//! Core table types for representing parsed CSV data

use serde::{Deserialize, Serialize};
use std::path::PathBuf;

/// A parsed table from a single CSV file
#[derive(Debug, Clone, PartialEq, Serialize, Deserialize)]
pub struct Table {
    /// Column definitions, in header order
    pub columns: Vec<Column>,
    /// Row data, in file order
    pub rows: Vec<Row>,
    /// Source file path
    pub source_path: PathBuf,
}

impl Table {
    /// Create a new empty table
    pub fn new(source_path: PathBuf) -> Self {
        Self {
            columns: Vec::new(),
            rows: Vec::new(),
            source_path,
        }
    }

    /// Get the number of columns
    pub fn column_count(&self) -> usize {
        self.columns.len()
    }

    /// Get the number of rows
    pub fn row_count(&self) -> usize {
        self.rows.len()
    }

    /// Find a column by name
    pub fn find_column(&self, name: &str) -> Option<&Column> {
        self.columns.iter().find(|c| c.name == name)
    }

    /// All values of the named column, top to bottom
    pub fn column_values(&self, name: &str) -> Option<Vec<&CellValue>> {
        let column = self.find_column(name)?;
        Some(
            self.rows
                .iter()
                .map(|r| r.get(column.index).unwrap_or(&CellValue::Empty))
                .collect(),
        )
    }
}

/// A column definition
#[derive(Debug, Clone, PartialEq, Serialize, Deserialize)]
pub struct Column {
    /// Column name from the header row
    pub name: String,
    /// Column index (0-based)
    pub index: usize,
    /// Type inferred from the column's cells
    pub dtype: ColumnType,
}

impl Column {
    /// Create a new column
    pub fn new(name: String, index: usize, dtype: ColumnType) -> Self {
        Self { name, index, dtype }
    }
}

/// Inferred type of a whole column
#[derive(Debug, Clone, Copy, PartialEq, Eq, Serialize, Deserialize)]
pub enum ColumnType {
    Integer,
    Float,
    Boolean,
    String,
    /// Every cell in the column is missing
    Empty,
}

impl std::fmt::Display for ColumnType {
    fn fmt(&self, f: &mut std::fmt::Formatter<'_>) -> std::fmt::Result {
        let name = match self {
            ColumnType::Integer => "integer",
            ColumnType::Float => "float",
            ColumnType::Boolean => "boolean",
            ColumnType::String => "string",
            ColumnType::Empty => "empty",
        };
        f.write_str(name)
    }
}

/// A row of data
#[derive(Debug, Clone, PartialEq, Serialize, Deserialize)]
pub struct Row {
    /// Cell values for each column
    pub cells: Vec<CellValue>,
}

impl Row {
    /// Create a new row
    pub fn new(cells: Vec<CellValue>) -> Self {
        Self { cells }
    }

    /// Get a cell value by column index
    pub fn get(&self, index: usize) -> Option<&CellValue> {
        self.cells.get(index)
    }
}

/// A single cell value
#[derive(Debug, Clone, PartialEq, Serialize, Deserialize)]
pub enum CellValue {
    /// Integer value
    Integer(i64),
    /// Floating-point value
    Float(f64),
    /// Boolean value
    Boolean(bool),
    /// String value
    String(String),
    /// Empty/missing cell
    Empty,
}

impl CellValue {
    /// Parse a string into a CellValue, detecting the type of this cell alone
    pub fn parse(s: &str) -> Self {
        let trimmed = s.trim();

        if is_missing(trimmed) {
            return CellValue::Empty;
        }

        if let Ok(i) = trimmed.parse::<i64>() {
            return CellValue::Integer(i);
        }

        if let Ok(f) = trimmed.parse::<f64>() {
            return CellValue::Float(f);
        }

        if let Some(b) = parse_bool(trimmed) {
            return CellValue::Boolean(b);
        }

        CellValue::String(s.to_string())
    }

    /// Check if the cell is empty
    pub fn is_empty(&self) -> bool {
        matches!(self, CellValue::Empty)
    }

    /// Convert to a display string
    pub fn to_string_value(&self) -> String {
        self.to_string()
    }
}

impl std::fmt::Display for CellValue {
    fn fmt(&self, f: &mut std::fmt::Formatter<'_>) -> std::fmt::Result {
        match self {
            CellValue::Integer(i) => write!(f, "{}", i),
            CellValue::Float(fl) => write!(f, "{}", fl),
            CellValue::Boolean(b) => write!(f, "{}", b),
            CellValue::String(s) => write!(f, "{}", s),
            CellValue::Empty => Ok(()),
        }
    }
}

/// Markers read as a missing value
const MISSING_MARKERS: &[&str] = &[
    "#N/A", "#N/A N/A", "#NA", "-1.#IND", "-1.#QNAN", "-NaN", "-nan", "1.#IND", "1.#QNAN",
    "<NA>", "N/A", "NA", "NULL", "NaN", "None", "n/a", "nan", "null",
];

/// True for blank text and the usual missing-value markers
pub(crate) fn is_missing(trimmed: &str) -> bool {
    trimmed.is_empty() || MISSING_MARKERS.contains(&trimmed)
}

/// Recognized spellings of booleans
pub(crate) fn parse_bool(s: &str) -> Option<bool> {
    match s {
        "true" | "True" | "TRUE" => Some(true),
        "false" | "False" | "FALSE" => Some(false),
        _ => None,
    }
}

# # # # #

*Problem details:*
Take each line above that holds the string "return" and copy it.

*Written solution:*
            return CellValue::Empty;
            return CellValue::Integer(i);
            return CellValue::Float(f);
            return CellValue::Boolean(b);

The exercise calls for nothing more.